Being highly creative is like being conceptually psychic. You feel like a radio tower getting signals from every direction, the stations coming in clearly, and you can turn the dial to other stations at your will. But, it can also bring a sense of anxiety. How do you handle all of this information? How do you get your mind to slow down a bit, so that you can control it? How do you handle the execution of your brainstorming, if more signals keep coming in?
Have you ever had that feeling? If you have, then you can relate to what I’m talking about. Being on creative overdrive has some of the same pitfalls as creative block. Sometimes it’s hard to tell the two apart…cause both conditions can lead to a drop in creative output, if you’re not careful to pick up on all of the signals.
So, how do you level off the euphoria of creative overdrive, to maximize your output? Well, here are some things to try:
1. Listen to calming music while you work. Whether it’s mood music, classical, or your favorite Air Supply song (kidding, although 45 minutes of looped “I’m All Out of Love,” does create some interesting mood swings), it can get you totally focused on the project at hand.
2. Brainstorm on paper. If you have a flood of ideas coming in, just get a notebook, or text program, and list them out. When you run out of energy, go back to your project.
3. Make a creative calendar. Make a schedule for: days/week, hours/day, and weeks/month, where you switch between creative and administrative projects. After a while, you will be able to predict some of your highs and lows, and mastermind the calendar even further. Todd Henry at Accidental Creative calls it, Finding your Creative Rhythm, and creating a schedule and structure in your creative work allows for normal “creative accidents” to happen.
4. List out your current projects. Take all the projects you’re working on, and list them out in order. Make the most abstract creative projects last, so that you get through the important tedious ones before you open your mind up and channel more ideas with an abstract project.
5. Find a medium for showing the different levels of creativity you use. Sometimes, your creative projects are like the arms of a chandelier, with lights at all different heights. There are computer programs which help to map out projects on multiple levels. See NovaMind, for example. You can list out small, medium and larger projects with visual cues like color, shape and proportions, to help you to see the big picture, and all on one page!
6. Celebrate a little. Creativity is ultimately personal. It is tied into our basic life force and happiness. When you feel that creative overdrive…work with it, make something great, and enjoy it!
Creative Sources
I was sitting at a meeting with a favorite customer of ours a few weeks ago. We were brainstorming new product ideas, after we had made the formal presentation. Someone blurted out, “You guys are SO creative!” Universal blushes…
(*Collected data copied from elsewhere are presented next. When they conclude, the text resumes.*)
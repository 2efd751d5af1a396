//! Client for the curated metadata catalog (AniList GraphQL).
//!
//! The catalog is ground truth for titles, scores and genres. Scraped results are
//! matched against it, never the other way round.
//!
//! ```rust,no_run
//! use shiori::metadata::{AniListClient, MediaType};
//!
//! # async fn example() -> shiori::Result<()> {
//! let client = AniListClient::new("https://graphql.anilist.co");
//! let trending = client.trending(MediaType::Manga, 1, 10).await?;
//! for media in &trending.media {
//!     println!("{} ({:?})", media.preferred_title(), media.year());
//! }
//! # Ok(())
//! # }
//! ```

use serde::de::DeserializeOwned;

use crate::error::{Error, Result};
use crate::net::HttpClient;

pub mod queries;
pub mod types;

pub use types::*;

/// Spacing between catalog requests. The public endpoint allows 90 per minute.
const RATE_LIMIT_MS: u64 = 700;

/// Sort used by [`AniListClient::trending`].
pub const TRENDING_SORT: &str = "TRENDING_DESC";
/// Sort used by [`AniListClient::search`].
pub const SEARCH_SORT: &str = "SEARCH_MATCH";
/// Sort used by [`AniListClient::seasonal`].
pub const SEASONAL_SORT: &str = "POPULARITY_DESC";

#[derive(Debug, Clone)]
pub struct AniListClient {
    client: HttpClient,
    endpoint: String,
}

#[derive(serde::Serialize)]
struct GraphQlRequest<'a> {
    query: String,
    variables: &'a MediaQuery,
}

impl AniListClient {
    pub fn new(endpoint: impl Into<String>) -> Self {
        Self {
            client: HttpClient::new("anilist")
                .with_rate_limit(RATE_LIMIT_MS)
                .with_header("Accept", "application/json"),
            endpoint: endpoint.into(),
        }
    }

    pub fn with_timeout(mut self, timeout: std::time::Duration) -> Self {
        self.client = self.client.with_timeout(timeout);
        self
    }

    pub fn endpoint(&self) -> &str {
        &self.endpoint
    }

    /// Sends one of the fixed documents in [`queries`] with `variables`.
    ///
    /// # Errors
    ///
    /// GraphQL-level errors become [`Error::Source`] (or [`Error::NotFound`] for a
    /// 404 status); a response without `data` is a parse error.
    pub async fn query<T>(&self, document: &str, variables: &MediaQuery) -> Result<T>
    where
        T: DeserializeOwned,
    {
        let request = GraphQlRequest {
            query: queries::document(document),
            variables,
        };
        let response: GraphQlResponse<T> = self.client.post_json(&self.endpoint, &request).await?;

        if let Some(error) = response.errors.first() {
            return Err(match error.status {
                Some(404) => Error::not_found(error.message.clone()),
                _ => Error::source("anilist", error.message.clone()),
            });
        }
        response
            .data
            .ok_or_else(|| Error::parse("GraphQL response without data"))
    }

    async fn page(&self, document: &str, variables: MediaQuery) -> Result<MediaPage> {
        let data: PageData = self.query(document, &variables).await?;
        Ok(data.page)
    }

    /// Currently trending titles of `media_type`.
    pub async fn trending(&self, media_type: MediaType, page: u32, per_page: u32) -> Result<MediaPage> {
        self.page(
            queries::TRENDING,
            MediaQuery {
                page: Some(page),
                per_page: Some(per_page),
                media_type: Some(media_type),
                sort: Some(vec![TRENDING_SORT.to_string()]),
                ..Default::default()
            },
        )
        .await
    }

    pub async fn search(
        &self,
        search: &str,
        media_type: MediaType,
        page: u32,
        per_page: u32,
    ) -> Result<MediaPage> {
        self.page(
            queries::SEARCH,
            MediaQuery {
                page: Some(page),
                per_page: Some(per_page),
                search: Some(search.to_string()),
                media_type: Some(media_type),
                sort: Some(vec![SEARCH_SORT.to_string()]),
                ..Default::default()
            },
        )
        .await
    }

    /// A single title by catalog id.
    pub async fn media(&self, id: i64, media_type: MediaType) -> Result<Media> {
        let variables = MediaQuery {
            id: Some(id),
            media_type: Some(media_type),
            ..Default::default()
        };
        let data: MediaData = self.query(queries::MEDIA_BY_ID, &variables).await?;
        data.media
            .ok_or_else(|| Error::not_found(format!("media {}", id)))
    }

    /// Anime airing in `season` of `year`, most popular first.
    pub async fn seasonal(
        &self,
        season: MediaSeason,
        year: i32,
        page: u32,
        per_page: u32,
    ) -> Result<MediaPage> {
        self.page(
            queries::SEASONAL,
            MediaQuery {
                page: Some(page),
                per_page: Some(per_page),
                season: Some(season),
                season_year: Some(year),
                media_type: Some(MediaType::Anime),
                sort: Some(vec![SEASONAL_SORT.to_string()]),
                ..Default::default()
            },
        )
        .await
    }

    /// Titles by MyAnimeList id.
    pub async fn by_mal_ids(&self, ids: &[i64], media_type: MediaType) -> Result<MediaPage> {
        self.page(
            queries::BY_MAL_IDS,
            MediaQuery {
                page: Some(1),
                per_page: Some(ids.len().clamp(1, 50) as u32),
                id_mal_in: Some(ids.to_vec()),
                media_type: Some(media_type),
                ..Default::default()
            },
        )
        .await
    }
}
However, it wasn’t any of the concepts in our presentation, it wasn’t the colors/styles/designs/taglines, etc…it was in talking and chatting after the meeting was effectively over, that it was said.
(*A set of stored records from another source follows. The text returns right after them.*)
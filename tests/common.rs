//! Common test utilities
//!
//! An in-memory browser backend with scripted documents and evaluation results, and
//! a local axum server for fixture pages.

#![allow(dead_code)]

use async_trait::async_trait;
use serde_json::Value;
use shiori::browser::{Browser, BrowserLauncher, BrowserPage, BrowserSessionProvider, ResourceKind};
use shiori::{Error, Result};
use std::collections::HashMap;
use std::sync::atomic::{AtomicBool, AtomicUsize, Ordering};
use std::sync::{Arc, Mutex};
use std::time::Duration;

/// A scripted `evaluate` answer.
///
/// Matches when the script contains `needle` and, if `url` is set, the page's current
/// URL contains it.
#[derive(Debug, Clone)]
pub struct EvalRule {
    pub url: Option<String>,
    pub needle: String,
    pub value: Value,
}

/// Everything the mock browser records and answers with.
#[derive(Debug, Default)]
pub struct MockState {
    pub launches: AtomicUsize,
    pub browser_closes: AtomicUsize,
    pub pages_opened: AtomicUsize,
    pub pages_closed: AtomicUsize,
    pub fail_launch: AtomicBool,
    pub fail_goto: AtomicBool,
    pub visited: Mutex<Vec<String>>,
    pub blocked: Mutex<Vec<ResourceKind>>,
    pub headers: Mutex<Vec<(String, String)>>,
    documents: Mutex<HashMap<String, String>>,
    rules: Mutex<Vec<EvalRule>>,
    eval_failures: Mutex<Vec<(String, usize)>>,
}

impl MockState {
    pub fn new() -> Arc<Self> {
        Arc::new(Self::default())
    }

    /// Serves `html` as the DOM of `url`.
    pub fn document(&self, url: &str, html: &str) {
        self.documents
            .lock()
            .unwrap()
            .insert(url.to_string(), html.to_string());
    }

    /// Answers scripts containing `needle` with `value` on every page.
    pub fn on_eval(&self, needle: &str, value: Value) {
        self.rules.lock().unwrap().push(EvalRule {
            url: None,
            needle: needle.to_string(),
            value,
        });
    }

    /// Answers scripts containing `needle` with `value` on pages whose URL contains `url`.
    pub fn on_eval_at(&self, url: &str, needle: &str, value: Value) {
        self.rules.lock().unwrap().push(EvalRule {
            url: Some(url.to_string()),
            needle: needle.to_string(),
            value,
        });
    }

    /// Fails the next `times` evaluations of scripts containing `needle`, the way a
    /// navigation mid-poll destroys the execution context.
    pub fn fail_eval(&self, needle: &str, times: usize) {
        self.eval_failures
            .lock()
            .unwrap()
            .push((needle.to_string(), times));
    }

    fn take_eval_failure(&self, script: &str) -> bool {
        let mut failures = self.eval_failures.lock().unwrap();
        match failures
            .iter_mut()
            .find(|(needle, left)| *left > 0 && script.contains(needle.as_str()))
        {
            Some((_, left)) => {
                *left -= 1;
                true
            }
            None => false,
        }
    }

    pub fn launches(&self) -> usize {
        self.launches.load(Ordering::SeqCst)
    }

    pub fn browser_closes(&self) -> usize {
        self.browser_closes.load(Ordering::SeqCst)
    }

    pub fn pages_opened(&self) -> usize {
        self.pages_opened.load(Ordering::SeqCst)
    }

    pub fn pages_closed(&self) -> usize {
        self.pages_closed.load(Ordering::SeqCst)
    }

    pub fn visited(&self) -> Vec<String> {
        self.visited.lock().unwrap().clone()
    }

    fn answer(&self, url: Option<&str>, script: &str) -> Value {
        self.rules
            .lock()
            .unwrap()
            .iter()
            .find(|rule| {
                script.contains(&rule.needle)
                    && match (&rule.url, url) {
                        (Some(filter), Some(current)) => current.contains(filter.as_str()),
                        (Some(_), None) => false,
                        (None, _) => true,
                    }
            })
            .map(|rule| rule.value.clone())
            .unwrap_or(Value::Null)
    }
}

pub struct MockLauncher {
    pub state: Arc<MockState>,
}

#[async_trait]
impl BrowserLauncher for MockLauncher {
    async fn launch(&self) -> Result<Arc<dyn Browser>> {
        if self.state.fail_launch.load(Ordering::SeqCst) {
            return Err(Error::launch("mock launch refused"));
        }
        self.state.launches.fetch_add(1, Ordering::SeqCst);
        Ok(Arc::new(MockBrowser {
            state: Arc::clone(&self.state),
        }))
    }
}

pub struct MockBrowser {
    state: Arc<MockState>,
}

#[async_trait]
impl Browser for MockBrowser {
    async fn new_page(&self) -> Result<Box<dyn BrowserPage>> {
        self.state.pages_opened.fetch_add(1, Ordering::SeqCst);
        Ok(Box::new(MockPage {
            state: Arc::clone(&self.state),
            url: Mutex::new(None),
        }))
    }

    async fn close(&self) -> Result<()> {
        self.state.browser_closes.fetch_add(1, Ordering::SeqCst);
        Ok(())
    }
}

pub struct MockPage {
    state: Arc<MockState>,
    url: Mutex<Option<String>>,
}

impl MockPage {
    fn current_url(&self) -> Option<String> {
        self.url.lock().unwrap().clone()
    }
}

#[async_trait]
impl BrowserPage for MockPage {
    async fn set_user_agent(&self, _user_agent: &str) -> Result<()> {
        Ok(())
    }

    async fn set_extra_headers(&self, headers: &[(&str, &str)]) -> Result<()> {
        self.state.headers.lock().unwrap().extend(
            headers
                .iter()
                .map(|(name, value)| (name.to_string(), value.to_string())),
        );
        Ok(())
    }

    async fn block_resources(&self, kinds: &[ResourceKind]) -> Result<()> {
        self.state.blocked.lock().unwrap().extend_from_slice(kinds);
        Ok(())
    }

    async fn goto(&self, url: &str) -> Result<()> {
        self.state.visited.lock().unwrap().push(url.to_string());
        if self.state.fail_goto.load(Ordering::SeqCst) {
            return Err(Error::timeout(format!("navigation to {}", url)));
        }
        *self.url.lock().unwrap() = Some(url.to_string());
        Ok(())
    }

    async fn wait_for_selector(&self, _selector: &str, _timeout: Duration) -> Result<bool> {
        Ok(true)
    }

    async fn evaluate(&self, script: &str) -> Result<Value> {
        if self.state.take_eval_failure(script) {
            return Err(Error::browser("Execution context was destroyed"));
        }
        Ok(self.state.answer(self.current_url().as_deref(), script))
    }

    async fn content(&self) -> Result<String> {
        let url = self.current_url().unwrap_or_default();
        Ok(self
            .state
            .documents
            .lock()
            .unwrap()
            .get(&url)
            .cloned()
            .unwrap_or_else(|| "<html><body></body></html>".to_string()))
    }

    async fn url(&self) -> Result<Option<String>> {
        Ok(self.current_url())
    }

    async fn close(&self) -> Result<()> {
        self.state.pages_closed.fetch_add(1, Ordering::SeqCst);
        Ok(())
    }
}

/// A provider over the mock backend that launches an owned browser per session.
pub fn mock_provider(state: &Arc<MockState>) -> Arc<BrowserSessionProvider> {
    Arc::new(BrowserSessionProvider::new(Arc::new(MockLauncher {
        state: Arc::clone(state),
    })))
}

/// Serves `router` on an ephemeral local port and returns its base URL.
pub async fn serve(router: axum::Router) -> String {
    let listener = tokio::net::TcpListener::bind("127.0.0.1:0").await.unwrap();
    let addr = listener.local_addr().unwrap();
    tokio::spawn(async move {
        axum::serve(listener, router).await.unwrap();
    });
    format!("http://{}", addr)
}

/// A base URL nothing listens on.
pub async fn dead_url() -> String {
    let listener = tokio::net::TcpListener::bind("127.0.0.1:0").await.unwrap();
    let addr = listener.local_addr().unwrap();
    drop(listener);
    format!("http://{}", addr)
}

pub mod fixtures {
    pub const SEARCH_PAGE: &str = r#"<html><body>
<div class="panel_story_list">
  <div class="story_item">
    <a href="/manga/solo-leveling"><img data-src="//cdn.example/covers/solo.jpg" src="data:image/gif;base64,AAAA"></a>
    <div class="story_item_right">
      <h3 class="story_name"><a href="https://manga.example/manga/solo-leveling">Solo Leveling</a></h3>
      <em class="story_chapter"><a href="/chapter/solo-leveling/chapter-200">Chapter 200</a></em>
      <span>Author(s) : Chugong</span>
      <span>Updated : Jan 02,2024</span>
    </div>
  </div>
  <div class="story_item">
    <a href="/manga/solo-leveling-ragnarok"><img src="https://cdn.example/covers/ragnarok.jpg"></a>
    <div class="story_item_right">
      <h3 class="story_name"><a href="/manga/solo-leveling-ragnarok">Solo Leveling: Ragnarok</a></h3>
      <em class="story_chapter"><a href="/chapter/solo-leveling-ragnarok/chapter-12-5">Chapter 12.5</a></em>
    </div>
  </div>
</div>
</body></html>"#;

    pub const DETAIL_PAGE: &str = r#"<html><body>
<div class="manga-info-top">
  <div class="manga-info-pic"><img src="//cdn.example/covers/solo.jpg"></div>
  <ul class="manga-info-text">
    <li><h1>Solo Leveling</h1><h2 class="story-alternative">Alternative : Na Honjaman Level Up ; 나 혼자만 레벨업; Ore Dake Level Up na Ken</h2></li>
    <li>Author(s) : Chugong</li>
    <li>Status : Completed</li>
    <li class="genres">Genres : <a href="/genre/action">Action</a>, <a href="/genre/fantasy">Fantasy</a></li>
  </ul>
</div>
<div id="contentBox"><h2>Solo Leveling summary:</h2> Ten years ago, the Gate appeared.</div>
<div class="chapter-list">
  <div class="row"><span><a href="https://manga.example/chapter/solo-leveling/chapter-2/">Chapter 2: Rise</a></span><span>120</span><span title="Jan 03,2024">Jan 03,24</span></div>
  <div class="row"><span><a href="/chapter/solo-leveling/chapter-1">Chapter 1</a></span><span>300</span><span title="Jan 01,2024">Jan 01,24</span></div>
  <div class="row"><span><a href="/genre/action">Action</a></span></div>
</div>
</body></html>"#;

    pub const HOT_PAGE: &str = r#"<html><body>
<div id="contentstory">
  <div class="itemupdate first">
    <a href="/manga/solo-leveling"><img src="//cdn.example/covers/solo.jpg"></a>
    <ul>
      <li><h3><a href="https://manga.example/manga/solo-leveling">Solo Leveling</a></h3></li>
      <li><span><a href="/chapter/solo-leveling/chapter-201">Chapter 201</a></span></li>
    </ul>
  </div>
  <div class="itemupdate">
    <a href="/manga/omniscient-reader"><img data-src="https://cdn.example/covers/orv.jpg"></a>
    <ul>
      <li><h3><a href="/manga/omniscient-reader">Omniscient Reader</a></h3></li>
      <li><span><a href="/chapter/omniscient-reader/chapter-180-5">Chapter 180.5</a></span></li>
    </ul>
  </div>
</div>
</body></html>"#;

    pub const READER_WITH_SCRIPT: &str = r#"<html><body>
<div class="container-chapter-reader"></div>
<script>
  var chapterImages = ["//cdn.example/ch1/01.jpg", "https:\/\/cdn.example\/ch1\/02.jpg", "//cdn.example/ch1/01.jpg"];
</script>
</body></html>"#;

    pub const READER_WITH_IMAGES: &str = r#"<html><body>
<div class="container-chapter-reader">
  <img data-src="//cdn.example/ch2/01.jpg" src="data:image/gif;base64,AAAA">
  <img src="https://cdn.example/ch2/02.jpg">
</div>
</body></html>"#;

    pub const READER_EMPTY: &str = r#"<html><body>
<div class="container-chapter-reader"><p>Loading...</p></div>
<script src="/js/reader.min.js"></script>
</body></html>"#;
}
What does that mean? It’s a good thing, I think, but also scary.
Your creative work is only a small portion of why your customers keep coming back to you…it’s you! It’s your personality, ingenuity, friendliness, helpfulness, attitude, performance, track record…but basically, you.
So, what is my point?
You may have the best presentation kit in the world, for your niche. But, I encourage you to get out there, see the customer in person (fight the urge to send or e-mail your work). Talk to them, take them to lunch, talk about non-work life.
Although it was a few years ago, I forced everyone in our company to give me the core detail of an embarrassing (non-offensive) story about them. Then, on the back of each person’s card, I wrote their esoteric word or phrase. Well, everytime a customer turned the card over, they’d ask them about the word or phrase, and the customer would learn a personal detail about us. It gave a channel that was more than simple business contact information. (My phrase was “birds,” and you can ask me about it sometime)!
Don’t forget, your creativity emanates from you, and every once in a while…your customers want to see the source code.